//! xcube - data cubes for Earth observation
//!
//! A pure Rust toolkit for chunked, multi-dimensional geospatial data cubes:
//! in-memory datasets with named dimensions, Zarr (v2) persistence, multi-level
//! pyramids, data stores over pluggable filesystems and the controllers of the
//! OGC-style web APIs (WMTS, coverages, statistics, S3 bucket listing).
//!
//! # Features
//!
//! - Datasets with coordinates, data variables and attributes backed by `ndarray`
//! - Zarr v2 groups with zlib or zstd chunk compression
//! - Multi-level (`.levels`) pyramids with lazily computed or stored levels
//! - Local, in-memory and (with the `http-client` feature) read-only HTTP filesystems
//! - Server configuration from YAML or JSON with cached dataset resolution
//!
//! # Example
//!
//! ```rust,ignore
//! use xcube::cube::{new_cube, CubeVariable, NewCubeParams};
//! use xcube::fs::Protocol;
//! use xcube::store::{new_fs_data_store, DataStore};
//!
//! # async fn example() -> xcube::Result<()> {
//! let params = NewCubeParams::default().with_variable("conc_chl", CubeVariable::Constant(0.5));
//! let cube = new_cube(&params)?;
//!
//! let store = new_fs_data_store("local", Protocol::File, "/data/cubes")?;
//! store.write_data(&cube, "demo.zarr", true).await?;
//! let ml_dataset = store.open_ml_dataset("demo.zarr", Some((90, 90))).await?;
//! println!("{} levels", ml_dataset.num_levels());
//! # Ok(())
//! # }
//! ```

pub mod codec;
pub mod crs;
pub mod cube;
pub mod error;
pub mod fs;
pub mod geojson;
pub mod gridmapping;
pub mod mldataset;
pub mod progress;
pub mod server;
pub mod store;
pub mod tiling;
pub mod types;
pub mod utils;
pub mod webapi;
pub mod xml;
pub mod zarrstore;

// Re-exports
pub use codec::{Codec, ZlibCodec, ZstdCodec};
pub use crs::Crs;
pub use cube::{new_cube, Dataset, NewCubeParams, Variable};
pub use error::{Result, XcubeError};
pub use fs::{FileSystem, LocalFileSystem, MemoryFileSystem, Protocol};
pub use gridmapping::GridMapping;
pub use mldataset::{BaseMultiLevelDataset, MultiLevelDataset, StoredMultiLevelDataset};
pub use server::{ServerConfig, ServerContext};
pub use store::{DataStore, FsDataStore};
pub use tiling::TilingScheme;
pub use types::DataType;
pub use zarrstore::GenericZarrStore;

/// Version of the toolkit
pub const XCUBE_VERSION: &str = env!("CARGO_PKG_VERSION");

Problem statement: All of the material needs to be reproduced exactly as it reads.

Task response:
//! xcube - data cubes for Earth observation
//!
//! A pure Rust toolkit for chunked, multi-dimensional geospatial data cubes:
//! in-memory datasets with named dimensions, Zarr (v2) persistence, multi-level
//! pyramids, data stores over pluggable filesystems and the controllers of the
//! OGC-style web APIs (WMTS, coverages, statistics, S3 bucket listing).
//!
//! # Features
//!
//! - Datasets with coordinates, data variables and attributes backed by `ndarray`
//! - Zarr v2 groups with zlib or zstd chunk compression
//! - Multi-level (`.levels`) pyramids with lazily computed or stored levels
//! - Local, in-memory and (with the `http-client` feature) read-only HTTP filesystems
//! - Server configuration from YAML or JSON with cached dataset resolution
//!
//! # Example
//!
//! ```rust,ignore
//! use xcube::cube::{new_cube, CubeVariable, NewCubeParams};
//! use xcube::fs::Protocol;
//! use xcube::store::{new_fs_data_store, DataStore};
//!
//! # async fn example() -> xcube::Result<()> {
//! let params = NewCubeParams::default().with_variable("conc_chl", CubeVariable::Constant(0.5));
//! let cube = new_cube(&params)?;
//!
//! let store = new_fs_data_store("local", Protocol::File, "/data/cubes")?;
//! store.write_data(&cube, "demo.zarr", true).await?;
//! let ml_dataset = store.open_ml_dataset("demo.zarr", Some((90, 90))).await?;
//! println!("{} levels", ml_dataset.num_levels());
//! # Ok(())
//! # }
//! ```

pub mod codec;
pub mod crs;
pub mod cube;
pub mod error;
pub mod fs;
pub mod geojson;
pub mod gridmapping;
pub mod mldataset;
pub mod progress;
pub mod server;
pub mod store;
pub mod tiling;
pub mod types;
pub mod utils;
pub mod webapi;
pub mod xml;
pub mod zarrstore;

// Re-exports
pub use codec::{Codec, ZlibCodec, ZstdCodec};
pub use crs::Crs;
pub use cube::{new_cube, Dataset, NewCubeParams, Variable};
pub use error::{Result, XcubeError};
pub use fs::{FileSystem, LocalFileSystem, MemoryFileSystem, Protocol};
pub use gridmapping::GridMapping;
pub use mldataset::{BaseMultiLevelDataset, MultiLevelDataset, StoredMultiLevelDataset};
pub use server::{ServerConfig, ServerContext};
pub use store::{DataStore, FsDataStore};
pub use tiling::TilingScheme;
pub use types::DataType;
pub use zarrstore::GenericZarrStore;

/// Version of the toolkit
pub const XCUBE_VERSION: &str = env!("CARGO_PKG_VERSION");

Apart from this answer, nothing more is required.